For a while, Xbox had a reputation as the jock’s console, best for shooting and racing, while the PlayStation positioned itself as an extension of club culture, something for twenty-somethings to play together after a night out. If you liked Japanese culture, you had to go for a Sega Dreamcast. If you loved Nintendo, it was because its games were approachable and colourful. Ask people what drew them to their particular console subculture and you’ll get answers that probe every corner of the psychology of fandom and brand loyalty.

Despite Nintendo and Sega’s jostling in the 80s and early 90s, the next entrant in the console wars – Sony’s PlayStation in 1994 – blew both out of the water. By the end of the decade, Nintendo’s N64 was on the back foot while the Dreamcast flopped so badly that Sega stopped making consoles altogether. Since the debut of the original Xbox in 2001, it has been Microsoft and Sony at the forefront of the console wars, releasing competing devices within months of each other: first with the Xbox 360 and PlayStation 3 in the 00s, then with the Xbox One and PlayStation 4 in 2013, and now with the Xbox Series X and PlayStation 5. Nintendo, meanwhile, decided that warring over the cutting edge of entertainment was for suckers, and instead put out a series of comparatively under-powered consoles, most recently the Nintendo Switch, that cheerfully sold hundreds of millions of units.


Enormous sums of money await the victor in these battles. The best seller by far in the most recent console wars was the PS4: between 2013 and 2020, Sony sold 113m PlayStation 4s and more than 1bn games. Add in online gaming subscriptions and the amount of profit generated by that is frankly unimaginable. The PlayStation’s biggest rival can’t match those numbers: estimates put the Xbox One’s total sales at around 50m, and Microsoft stopped reporting them years ago.

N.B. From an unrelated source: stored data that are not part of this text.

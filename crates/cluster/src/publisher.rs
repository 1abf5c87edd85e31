// SPDX-License-Identifier: MIT

//! The cluster publisher: owned by the registry, ticked every 2s.
//! Writes this daemon's snapshot, scans sibling snapshots,
//! and diffs the peer set and per-group counts against the previous
//! tick to compute join/leave/group-change events.

use std::collections::{BTreeMap, HashSet};
use std::path::PathBuf;

use crate::error::{ClusterError, Result};
use crate::events::ClusterEvent;
use crate::snapshot::{self, DaemonSnapshot, RuntimeSnapshot};

pub struct ClusterPublisher {
    daemon: String,
    host: String,
    cluster_dir: PathBuf,
    known_peers: HashSet<String>,
    group_counts: BTreeMap<String, usize>,
}

impl ClusterPublisher {
    /// Refuses to start if another daemon already publishes `daemon`
    /// with a fresh heartbeat.
    pub fn claim(daemon: String, host: String, cluster_dir: PathBuf, now_unix_secs: u64) -> Result<Self> {
        for peer in snapshot::scan_peers(&cluster_dir, "")? {
            if peer.daemon == daemon && peer.is_fresh(now_unix_secs) {
                return Err(ClusterError::NameClaimed(daemon));
            }
        }
        Ok(Self { daemon, host, cluster_dir, known_peers: HashSet::new(), group_counts: BTreeMap::new() })
    }

    pub fn daemon_name(&self) -> &str {
        &self.daemon
    }

    /// Publish this tick's snapshot, scan peers, and return the events
    /// that fired.
    pub fn tick(&mut self, now_unix_secs: u64, runtimes: Vec<RuntimeSnapshot>) -> Result<Vec<ClusterEvent>> {
        let mine = DaemonSnapshot { daemon: self.daemon.clone(), host: self.host.clone(), heartbeat: now_unix_secs, runtimes };
        snapshot::write(&self.cluster_dir, &mine)?;

        let peers = snapshot::scan_peers(&self.cluster_dir, &self.daemon)?;
        let fresh_peers: HashSet<String> =
            peers.iter().filter(|p| p.is_fresh(now_unix_secs)).map(|p| p.daemon.clone()).collect();

        let mut events = Vec::new();
        for joined in fresh_peers.difference(&self.known_peers) {
            events.push(ClusterEvent::DaemonJoin { daemon: joined.clone() });
        }
        for left in self.known_peers.difference(&fresh_peers) {
            events.push(ClusterEvent::DaemonLeave { daemon: left.clone() });
        }
        self.known_peers = fresh_peers;

        let mut counts = mine.group_counts();
        for peer in peers.iter().filter(|p| p.is_fresh(now_unix_secs)) {
            for (group, count) in peer.group_counts() {
                *counts.entry(group).or_insert(0) += count;
            }
        }
        for (group, count) in &counts {
            if self.group_counts.get(group) != Some(count) {
                events.push(ClusterEvent::GroupChange { group: group.clone(), count: *count });
            }
        }
        for group in self.group_counts.keys() {
            if !counts.contains_key(group) {
                events.push(ClusterEvent::GroupChange { group: group.clone(), count: 0 });
            }
        }
        self.group_counts = counts;

        Ok(events)
    }
}

#[cfg(test)]
#[path = "publisher_tests.rs"]
mod tests;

Google and Amazon have also been sniffing around the industry, buying up studios and launching subscription services of their own. This is not necessarily good news; these are giant companies known for barging in and undercutting everyone else, and if they upend the economics of the games industry then it is bound to have an effect on its creative output. Still, so far, they have not been successful. Google Stadia, which lets you stream games in high-end PC quality to any Chrome browser or TV, has been met with a big “meh” by consumers, and despite investing tens of millions in development, Amazon’s only game so far – competitive shooter Crucible – was such a failure that it was pulled just weeks after its release this May. The video game business is not for the faint-hearted, and throwing money around has historically rarely worked.

The thing is, despite all the fuss that surrounds the launch of new consoles, video games are not just about the hardware. They are about the entertainment that the technology enables. A console can have as many teraflops as it wants but without fun, envelope-pushing games to play on it nobody cares. Outside of the early adopters, most gamers are not that techy. We don’t buy a console because it has better specs; we buy it because it has the games we want to play. This is why Nintendo’s consoles sell like gangbusters despite their relative lack of power, and why millions more people play games on phones and aging laptops than on cutting-edge machines.